Failure of governance
Bibek Debroy, an eminent economist, member of the Economic Advisory Council and NitiAayog, says that the road to development starts with good governance. The India Today Survey highlights some strengths of successful states. Most importantly is a good policy regime. Other good indices have surfaced such as safety of women (Puducherry), decentralisation and devolution of powers and functions (Kerala), separate toilets for girl students in 100% of schools (Telangana). Meghalaya figures nowhere in lists of best practices. In fact, Meghalaya went backwards and instiutionalised centralization of powers through the Meghalaya Basin Development Authority.
At a seminar last week we heard from the Mission Director, State Resource Centre for Women, Government of Meghalaya that the number of rapes, 93 in 2015, has strikingly risen to more than four hundred so far in the incomplete year of 2017. She also reported that among rapes in Meghalaya, in 95.5% of the cases, the rapist is known to the victim.

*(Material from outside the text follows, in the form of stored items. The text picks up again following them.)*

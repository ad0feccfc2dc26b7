#![allow(unused)]

use std::os::unix::io::RawFd;
use std::process::{Child, Command};

use anyhow::{bail, Result};
use nix::errno::Errno;
use nix::sys::signal::{kill, Signal};
use nix::sys::wait::{waitpid, WaitPidFlag};
use nix::unistd::{close, fork, pipe, read, ForkResult};
use secpeek::{raw, Error, Instruction, Pid, TraceSession};

/// `ld [0]`: load the syscall number.
pub const LD_NR: Instruction = Instruction::new(0x20, 0, 0, 0);

/// `ret ALLOW`
pub const RET_ALLOW: Instruction = Instruction::new(0x06, 0, 0, 0x7fff_0000);

pub const ALLOW_ALL_LONG: &[Instruction] = &[LD_NR, RET_ALLOW];
pub const ALLOW_ALL_SHORT: &[Instruction] = &[RET_ALLOW];

const SECCOMP_MODE_FILTER: libc::c_ulong = 2;

// Layout of `struct sock_fprog`.
#[repr(C)]
struct Fprog {
    len: libc::c_ushort,
    filter: *const Instruction,
}

/// How a fixture child makes itself available to the test.
#[derive(Clone, Copy, Debug, Eq, PartialEq)]
pub enum Handoff {
    /// Call `traceme_and_stop()`: the test process is its tracer.
    TracemeAndStop,

    /// Signal readiness over a pipe and keep running untraced.
    Ready,
}

/// Fork a child that installs `filters` in order, hands itself off, then pauses forever.
pub fn fork_fixture(filters: &[&[Instruction]], handoff: Handoff) -> Result<Pid> {
    let (ready_r, ready_w) = pipe()?;

    // SAFETY: the child only makes async-signal-safe calls and never returns.
    match unsafe { fork()? } {
        ForkResult::Child => unsafe {
            fixture_main(filters, handoff, ready_w)
        },
        ForkResult::Parent { child } => {
            close(ready_w)?;

            if handoff == Handoff::Ready {
                let mut byte = [0u8; 1];
                let n = read(ready_r, &mut byte)?;
                if n != 1 {
                    close(ready_r)?;
                    bail!("fixture {} exited before becoming ready", child);
                }
            }

            close(ready_r)?;

            Ok(child)
        },
    }
}

unsafe fn fixture_main(filters: &[&[Instruction]], handoff: Handoff, ready_w: RawFd) -> ! {
    if !filters.is_empty() {
        let no_new_privs = libc::prctl(libc::PR_SET_NO_NEW_PRIVS, 1 as libc::c_ulong, 0 as libc::c_ulong, 0 as libc::c_ulong, 0 as libc::c_ulong);
        if no_new_privs != 0 {
            libc::_exit(101);
        }

        for filter in filters {
            let prog = Fprog {
                len: filter.len() as libc::c_ushort,
                filter: filter.as_ptr(),
            };

            let res = libc::prctl(libc::PR_SET_SECCOMP, SECCOMP_MODE_FILTER, &prog as *const Fprog);
            if res != 0 {
                libc::_exit(102);
            }
        }
    }

    match handoff {
        Handoff::TracemeAndStop => {
            if raw::traceme_and_stop().is_err() {
                libc::_exit(103);
            }
        },
        Handoff::Ready => {
            let byte = [1u8];
            libc::write(ready_w, byte.as_ptr() as *const libc::c_void, 1);
        },
    }

    loop {
        libc::getppid();
        libc::pause();
    }
}

/// Spawn an untraced `sleep` for `secs` seconds.
pub fn spawn_sleep(secs: &str) -> Result<Child> {
    Ok(Command::new("sleep").arg(secs).spawn()?)
}

pub fn child_pid(child: &Child) -> Pid {
    Pid::from_raw(child.id() as i32)
}

/// Kill a fixture and reap it, whether or not it is still traced.
pub fn kill_and_reap(pid: Pid) -> Result<()> {
    kill(pid, Signal::SIGKILL)?;
    waitpid(pid, None)?;
    Ok(())
}

/// Kill the tracee of `session` and reap it.
///
/// The session is dropped after the kill, so its detach attempt cannot release the tracee.
pub fn kill_session(session: TraceSession) -> Result<()> {
    let pid = session.pid();

    kill(pid, Signal::SIGKILL)?;
    drop(session);
    waitpid(pid, Some(WaitPidFlag::__WALL))?;

    Ok(())
}

/// True if the kernel refused this test process access to seccomp filters, e.g. because
/// it lacks `CAP_SYS_ADMIN`, runs under seccomp itself, or the kernel lacks
/// `PTRACE_SECCOMP_GET_FILTER`.
pub fn filter_access_denied(err: &Error) -> bool {
    matches!(err, Error::PermissionOrOwnership { .. }) || err.errno() == Some(Errno::EIO)
}

/// Return early from a test if seccomp filters are not readable by this process.
macro_rules! skip_if_denied {
    ($res: expr, $pid: expr) => {
        match $res {
            Err(err) if support::filter_access_denied(&err) => {
                eprintln!("skipping: seccomp filters not readable: {err}");
                support::kill_and_reap($pid)?;
                return Ok(());
            },
            res => res,
        }
    };
}
use tracing::info;

use crate::error::Result;
use crate::filter::SeccompProgram;
use crate::session::TraceSession;
use crate::Pid;

/// Dump the seccomp filters installed in a running process, in installation order.
///
/// Attaches to `pid`, reads up to `limit` filters (all of them if `None`), and detaches
/// again, whether or not the reads succeeded. A process without filters yields an empty
/// list.
pub fn dump_filters(pid: Pid, limit: impl Into<Option<usize>>) -> Result<Vec<SeccompProgram>> {
    let session = TraceSession::attach_and_wait(pid)?;

    let programs = session.seccomp_filters(limit);
    let detached = session.detach();

    let programs = programs?;
    detached?;

    info!(pid = pid.as_raw(), count = programs.len(), "dumped seccomp filters");

    Ok(programs)
}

The Church: mute bystander
In the overall ranking of small states in the India Today Survey, the three Christian majority states are ranked 6, 7, and 10, the intervening states being Manipur and Tripura. Surely this is a sad commentary on the state of the Christian community, so Westernised in their mindset, but unable to forge ahead developmentally like the firang societies we admire so unabashedly. But the greater failure is the neglect of the poor, widows, orphans, the socially disadvantaged groups that our Bible exhorts us to care for.
Between the opulence of the city churches and the eloquence of the preachers, the poor and needy are shoved aside. A few individual pastors do yeoman work for the marginalized but very little is done by the churches in an organized way. One hears the oft-repeated phrase that the educational institutions serve the community, but many of the prestigious schools and colleges cater mostly to the elite. The Catholic hospitals are run well, other churches are adept at institutional mismanagement.
However hotly one may argue, there is no escaping the fact that in Christian states, the majority of people, themselves Christian, are poor, unhealthy and inadequately educated. The throngs of fashionably dressed churchgoers that crowd the streets on Sundays with Bibles and hymnals in hand are not the true face of the Christian community. A prominent pastor once told me that many Christians in the rural areas are ashamed to go to church because they don’t have good clothes or cannot afford the bus or sumo fare.
It’s not just the apathy of the Church, it’s worse than that. Patriarchal policies and practices in the Church have a direct impact on women’s health. The high fertility rate, reluctance to use contraception stem from the teaching “that God has given”. The inability of women to negotiate safe and protected sex, is because their disadvantaged position in relationships is reinforced by teachings like, “wives should submit themselves to their husbands”. These are important factors that contribute to the extraordinarily high maternal mortality rate in the state.
So while in the end we must conclude that the continuing backwardness of our state is a collective failure, those of us who are fortunate to be better off in terms of education and means, must bear a larger share than the more marginalised. But ultimately, culpability lies at the door of government. This government is not solely to blame, but it is surely the latest in a long line of ineffectual governments of unconscionable leaders, carrying forward for almost half a century, a deathly neglect of minimum forms of governance such as policy making. And finally to quote Deuteronomy 5:9 for the sake of our church leaders, the sins of the past are now being visited upon the young innocents unto the third and fourth generation.